Dynamic Time Warping for Satellite Image Time Series Classification

A tale of pastoralism, land degradation and data scarcity

William Ouellette
SoilWatch

--

Spoiler: Data scarcity is remedied, land degradation less so.

Dynamic Time Warping (DTW) is a little known approach in (temporal) image processing, and even less so in Earth Observation. Initially trialed by Francois Petitjean (to whom I wish the best of luck in his new government career!), DTW is amazingly suited to solving (multi-dimensional) time series classification problems. Here is a didactic example of a real-world Earth Observation (EO) application.

Did someone say TIME WARPING?!

My girlfriend often asks me what I am working on at that particular moment, and I very often have no interesting answer to provide to her… Until I started working on… DYNAMIC TIME WARPING!!!!

The need came from constantly working with poor (reference) data, too little data, or a combination of both. I started exploring whether there was a classification algorithm for satellite image time series that did not need a gazillion of training examples to perform reasonably well, in opposition to the state-of-the-art, data hungry approaches, e.g. random forest pixel-based classification or deep neural networks for semantic segmentation. It turns out there was, and that research in the last 10 years was substantial and showed promising results, yet the adoption and operationalization of the method seemed to be slow.

In a nutshell, DTW allows comparing the similarity of pairs of temporal patterns of heterogeneous lengths and/or sampling intervals. More commonly applied in speech/sound recognition or shape matching in video streams, applying it to satellite image time series is a pretty terrific idea, especially if you consider that sequences of satellite images essentially ARE video streams, just very boring ones, unless you bundle and play them at an outrageously high frame rate.

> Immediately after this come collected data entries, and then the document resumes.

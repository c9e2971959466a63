//! Wald's sequential probability ratio test for one simple alternative.
//!
//! H0: `p = θ` against H1: `p = θ + δ` (or `θ - δ` when `lower_bound`).
//! The log-likelihood ratio of H1 over H0 is compared against
//! `upper = ln((1-β)/α)` and `lower = ln(β/(1-α))`:
//!
//! - ratio ≥ upper: reject H0
//! - ratio ≤ lower: fail to reject H0
//! - otherwise: continue sampling
//!
//! With the default [`AfterCompletion::Freeze`] policy the first terminal
//! status is latched; later observations still accumulate but no longer
//! change the verdict.

use super::accumulator::LogLikelihoodAccumulator;
use super::{
    boundary_progress, budget_progress, expression_suffix, sampler_summary, BinaryStatus,
    SequentialTest, Verdict,
};
use crate::error::{Error, Result};
use crate::params::{
    check_alternatives, check_open_unit, Design, Parameter, ParameterSet, SolvedParameter,
};
use crate::sampler::Sampler;
use std::fmt;
use stmc_config::{AfterCompletion, HypTestName};
use stmc_math::evidence::EvidenceStrength;
use stmc_math::wald_boundaries;
use tracing::{debug, info, trace};

#[derive(Debug, Clone, PartialEq)]
pub struct BinarySprt {
    threshold: f64,
    alpha: f64,
    beta: f64,
    delta: f64,
    lower_bound: bool,
    lower_boundary: f64,
    upper_boundary: f64,
    acc: LogLikelihoodAccumulator,
    after_completion: AfterCompletion,
    latched: Option<BinaryStatus>,
    planned: Option<SolvedParameter>,
    missing: Option<SolvedParameter>,
    expression: Option<String>,
}

impl BinarySprt {
    /// Build a test with every parameter known.
    pub fn new(threshold: f64, alpha: f64, beta: f64, delta: f64, lower_bound: bool) -> Result<Self> {
        check_open_unit("threshold", threshold)?;
        check_open_unit("alpha", alpha)?;
        check_open_unit("beta", beta)?;
        if alpha + beta >= 1.0 {
            return Err(Error::invalid(
                "alpha",
                alpha,
                format!("alpha + beta must be below 1 (beta {})", beta),
            ));
        }
        if delta.is_nan() || delta <= 0.0 {
            return Err(Error::invalid("delta", delta, "must be positive"));
        }
        check_alternatives(Design::Binary { lower_bound }, threshold, delta)?;

        let alternative = if lower_bound {
            threshold - delta
        } else {
            threshold + delta
        };
        let (lower_boundary, upper_boundary) = wald_boundaries(alpha, beta);
        let acc = LogLikelihoodAccumulator::new(threshold, alternative);
        debug!(
            threshold,
            alpha,
            beta,
            delta,
            lower_bound,
            lower_boundary,
            upper_boundary,
            "configured SPRT"
        );

        Ok(Self {
            threshold,
            alpha,
            beta,
            delta,
            lower_bound,
            lower_boundary,
            upper_boundary,
            acc,
            after_completion: AfterCompletion::default(),
            latched: None,
            planned: None,
            missing: None,
            expression: None,
        })
    }

    /// Solve the one missing parameter of `plan`, then build the test.
    pub fn from_plan(plan: ParameterSet, lower_bound: bool) -> Result<Self> {
        let (full, solved) = plan.solve_before_sim(Design::Binary { lower_bound })?;
        let (Some(threshold), Some(alpha), Some(beta), Some(delta)) =
            (full.threshold, full.alpha, full.beta, full.delta)
        else {
            return Err(Error::AmbiguousConfiguration {
                unset: full.unset(Design::Binary { lower_bound }),
            });
        };
        let mut test = Self::new(threshold, alpha, beta, delta, lower_bound)?;
        test.planned = Some(solved);
        test.missing = Some(solved);
        Ok(test)
    }

    pub fn with_after_completion(mut self, policy: AfterCompletion) -> Self {
        self.after_completion = policy;
        self
    }

    pub fn threshold(&self) -> f64 {
        self.threshold
    }

    pub fn alpha(&self) -> f64 {
        self.alpha
    }

    pub fn beta(&self) -> f64 {
        self.beta
    }

    pub fn delta(&self) -> f64 {
        self.delta
    }

    pub fn lower_bound(&self) -> bool {
        self.lower_bound
    }

    /// Success probability under H1.
    pub fn alternative(&self) -> f64 {
        if self.lower_bound {
            self.threshold - self.delta
        } else {
            self.threshold + self.delta
        }
    }

    /// `(lower, upper)` decision boundaries.
    pub fn boundaries(&self) -> (f64, f64) {
        (self.lower_boundary, self.upper_boundary)
    }

    pub fn after_completion(&self) -> AfterCompletion {
        self.after_completion
    }

    pub fn positives(&self) -> u64 {
        self.acc.positives()
    }

    pub fn negatives(&self) -> u64 {
        self.acc.negatives()
    }

    pub fn log_ratio(&self) -> f64 {
        self.acc.log_ratio()
    }

    /// Boundary check for an externally supplied ratio.
    pub fn status_at(&self, log_ratio: f64) -> BinaryStatus {
        if log_ratio >= self.upper_boundary {
            BinaryStatus::Reject
        } else if log_ratio <= self.lower_boundary {
            BinaryStatus::FailToReject
        } else {
            BinaryStatus::Continue
        }
    }

    /// Status under the completion policy.
    pub fn status(&self) -> BinaryStatus {
        match (self.after_completion, self.latched) {
            (AfterCompletion::Freeze, Some(latched)) => latched,
            _ => self.live_status(),
        }
    }

    /// Status of the current ratio, ignoring any latched verdict.
    pub fn live_status(&self) -> BinaryStatus {
        self.status_at(self.log_ratio())
    }

    /// Verdict implied by a status, honoring the orientation.
    pub fn verdict_of(&self, status: BinaryStatus) -> Verdict {
        match (status, self.lower_bound) {
            (BinaryStatus::Continue, _) => Verdict::Undecided,
            (BinaryStatus::Reject, false) | (BinaryStatus::FailToReject, true) => Verdict::Larger,
            (BinaryStatus::Reject, true) | (BinaryStatus::FailToReject, false) => Verdict::Smaller,
        }
    }

    /// Percent travelled towards the rejection boundary and towards the
    /// acceptance boundary.
    pub(crate) fn sided_progress(&self) -> (f64, f64) {
        let ratio = self.log_ratio();
        (
            boundary_progress(ratio.max(0.0), self.lower_boundary, self.upper_boundary),
            boundary_progress(ratio.min(0.0), self.lower_boundary, self.upper_boundary),
        )
    }

    fn after_update(&mut self) {
        if self.latched.is_some() || self.after_completion == AfterCompletion::Reevaluate {
            return;
        }
        let status = self.live_status();
        if status.is_terminal() {
            self.latched = Some(status);
            info!(
                test = %self.full_name(),
                %status,
                verdict = %self.verdict_of(status),
                observations = self.observations(),
                log_ratio = self.log_ratio(),
                "SPRT reached a verdict"
            );
        }
    }
}

impl SequentialTest for BinarySprt {
    fn method(&self) -> HypTestName {
        HypTestName::Sprt
    }

    fn full_name(&self) -> String {
        format!(
            "{}(H0: p = {}, H1: p = {}){}",
            self.name(),
            self.threshold,
            self.alternative(),
            expression_suffix(&self.expression)
        )
    }

    fn set_expression(&mut self, expression: &dyn fmt::Display) {
        self.expression = Some(expression.to_string());
    }

    fn update(&mut self, passed: bool) {
        self.acc.push(passed);
        trace!(passed, observations = self.acc.observations(), "SPRT update");
        self.after_update();
    }

    fn update_counts(&mut self, passed: u64, failed: u64) {
        self.acc.push_counts(passed, failed);
        trace!(
            passed,
            failed,
            observations = self.acc.observations(),
            "SPRT batch update"
        );
        self.after_update();
    }

    fn observations(&self) -> u64 {
        self.acc.observations()
    }

    fn completed(&self) -> bool {
        self.status().is_terminal()
    }

    fn rejected(&self) -> bool {
        self.status() == BinaryStatus::Reject
    }

    fn failed_to_reject(&self) -> bool {
        self.status() == BinaryStatus::FailToReject
    }

    fn too_close(&self) -> bool {
        false
    }

    fn verdict(&self) -> Verdict {
        self.verdict_of(self.status())
    }

    fn log_likelihood_ratio(&self) -> f64 {
        self.log_ratio()
    }

    fn progress(&self, iters: u64, _sampler: &dyn Sampler) -> f64 {
        if self.completed() {
            return 100.0;
        }
        let (reject, accept) = self.sided_progress();
        reject.max(accept).max(budget_progress(iters, self.missing))
    }

    fn result_explanation(&self, sampler: &dyn Sampler) -> String {
        let ratio = self.log_ratio();
        let n = self.observations();
        let status = self.status();
        let strength = EvidenceStrength::from_log_ratio(ratio);
        let mut text = match status {
            BinaryStatus::Reject => format!(
                "{}: H0 rejected after {} samples, log-likelihood ratio {:.4} reached the upper boundary {:.4} ({} evidence for H1); p is {} than {}",
                self.full_name(),
                n,
                ratio,
                self.upper_boundary,
                strength,
                self.verdict_of(status),
                self.threshold
            ),
            BinaryStatus::FailToReject => format!(
                "{}: H0 not rejected after {} samples, log-likelihood ratio {:.4} reached the lower boundary {:.4} ({} evidence for H0); p is {} than {}",
                self.full_name(),
                n,
                ratio,
                self.lower_boundary,
                strength,
                self.verdict_of(status),
                self.alternative()
            ),
            BinaryStatus::Continue => format!(
                "{}: undecided after {} samples, log-likelihood ratio {:.4} is between {:.4} and {:.4}",
                self.full_name(),
                n,
                ratio,
                self.lower_boundary,
                self.upper_boundary
            ),
        };
        if status != self.live_status() {
            text.push_str(&format!(
                "; verdict latched at first completion, the current ratio alone would say {}",
                self.live_status()
            ));
        }
        if let Some(solved) = self.missing {
            text.push_str(&format!("; solved {}", solved));
        }
        text.push_str(&sampler_summary(sampler));
        text
    }

    fn parameters_string(&self) -> String {
        let (q_pos, q_neg) = self.acc.steps();
        let mut lines = vec![
            format!("threshold: {}", self.threshold),
            format!("alpha: {}", self.alpha),
            format!("beta: {}", self.beta),
            format!("delta: {}", self.delta),
            format!("lower_bound: {}", self.lower_bound),
            format!("after_completion: {}", self.after_completion),
            format!("lower_boundary: {}", self.lower_boundary),
            format!("upper_boundary: {}", self.upper_boundary),
            format!("step_pass: {}", q_pos),
            format!("step_fail: {}", q_neg),
        ];
        if let Some(solved) = self.missing {
            lines.push(format!("missing: {}", solved));
        }
        lines.join("\n")
    }

    fn missing_parameter(&self) -> Option<SolvedParameter> {
        self.missing
    }

    /// `SampleBound` becomes the samples actually used. A solved `Alpha`
    /// tightens to `(1-β)e^(-Λ)` when H0 was rejected and a solved `Beta`
    /// to `(1-α)e^(Λ)` when it was not; neither is ever loosened.
    fn compute_missing_parameter_after_sim(&mut self) -> Result<()> {
        let Some(mut solved) = self.missing else {
            return Ok(());
        };
        let ratio = self.log_ratio();
        match solved.parameter {
            Parameter::SampleBound => solved.value = self.observations() as f64,
            Parameter::Alpha | Parameter::Beta if !self.completed() => {
                return Err(Error::PrematureQuery {
                    operation: "error-rate refinement",
                });
            }
            Parameter::Alpha if self.rejected() => {
                let achieved = (1.0 - self.beta) * (-ratio).exp();
                solved.value = solved.value.min(achieved);
            }
            Parameter::Beta if self.failed_to_reject() => {
                let achieved = (1.0 - self.alpha) * ratio.exp();
                solved.value = solved.value.min(achieved);
            }
            _ => {}
        }
        debug!(%solved, observations = self.observations(), "refined missing parameter");
        self.missing = Some(solved);
        Ok(())
    }

    fn reset(&mut self) {
        self.acc.reset();
        self.latched = None;
        self.missing = self.planned;
    }
}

My favorite time-lapse ever made from satellite imagery, drawing out the analemma pattern in the sky. Credits go to: Matic Lubej

The advantages of DTW over more traditional machine learning classification approaches can be summarized in the following:

  • Loose requirements for reference data: We all love those algorithms that can gobble truckloads of examples and classify an image to perfection, but at the end of the day, how often do you have the luxury of quality reference data abundance? Not very often… Instead, you are usually a poor, data(-starved) scientist scrambling to gather bits and pieces of low quality reference data. For those situations, DTW may turn out to be a judicious choice as it requires very few reference samples. Unlike random forest or other machine learning techniques that are likely to overfit on a limited set of (low quality) data points, DTW can produce amazingly accurate classification maps with as little as 1 sample point per class (you heard that right!). This would theoretically work if you are able to ensure inter-class separability through a unique sample point per class, i.e. that the input sensor data used can effectively discriminate between the defined classes and the landscapes you are dealing with are quite homogeneous. In practice, you probably still want to provide 5 or more examples for each class to better characterize intra-class variability, but we are still talking about extremely small data volumes. Moreover, as a result of the low level of data fitting with DTW, using reference data from past years is possible and yields pretty decent results.
  • Matching heterogeneous time series: Time series of varying lengths and sampling intervals are the norm in multi-temporal satellite imagery processing. Temporally aggregating time series of images to fewer composite products corresponding to a given temporal interval (e.g. 15 or 30 days) is common to harmonize time series for methods that require it, which is most machine learning classification techniques. On top of time series harmonization, temporal aggregation wields the benefit of data size reduction, noise reduction, and gap-filling (e.g. cloud gaps in optical data). However, even if you harmonize your image time series, there is no guarantee the available reference data is sampled at corresponding time intervals, unless the reference data pattern is interpolated to match the time series sampling, which would create synthesized values that may not correspond to reality. Instead, DTW can directly handle the mismatch between the pattern length and the image time series length!
  • Handling of pseudo-periodic phenomena: When talking about vegetation, the modulations of phenological cycles result in distortions of their canonical temporal profiles, both in space and time. In time when dealing with inter-year climatic variations of vegetation response, and in space when dealing with the delayed start of the growing season along a north-south gradient, or with varying altitude. Allow me to paraphrase Petitjean et al., 2012 who describes this issue as the intrinsic temporal behavior of the observed object, as opposed to the temporal irregularity resulting from the sensor’s frequency of revisit (and cloud presence/absence for optical payloads), described in the previous bullet.
Illustration of pattern matching using DTW as opposed to the rigid Euclidian distance. Taken from Databricks’ excellent explanation of how DTW works

The Constraint

The advantages of DTW are clear, especially in a data-scarce context where flexibility is required to manage heterogeneity of the data sources available. However, too much flexibility in the pattern matching behavior can lead to poor performance. Indeed, by comparing the full temporal range when finding the best alignment between two time series, DTW excludes contextual knowledge about vegetation seasonality and phenology, whereas it could be integrated as knowledge to the system.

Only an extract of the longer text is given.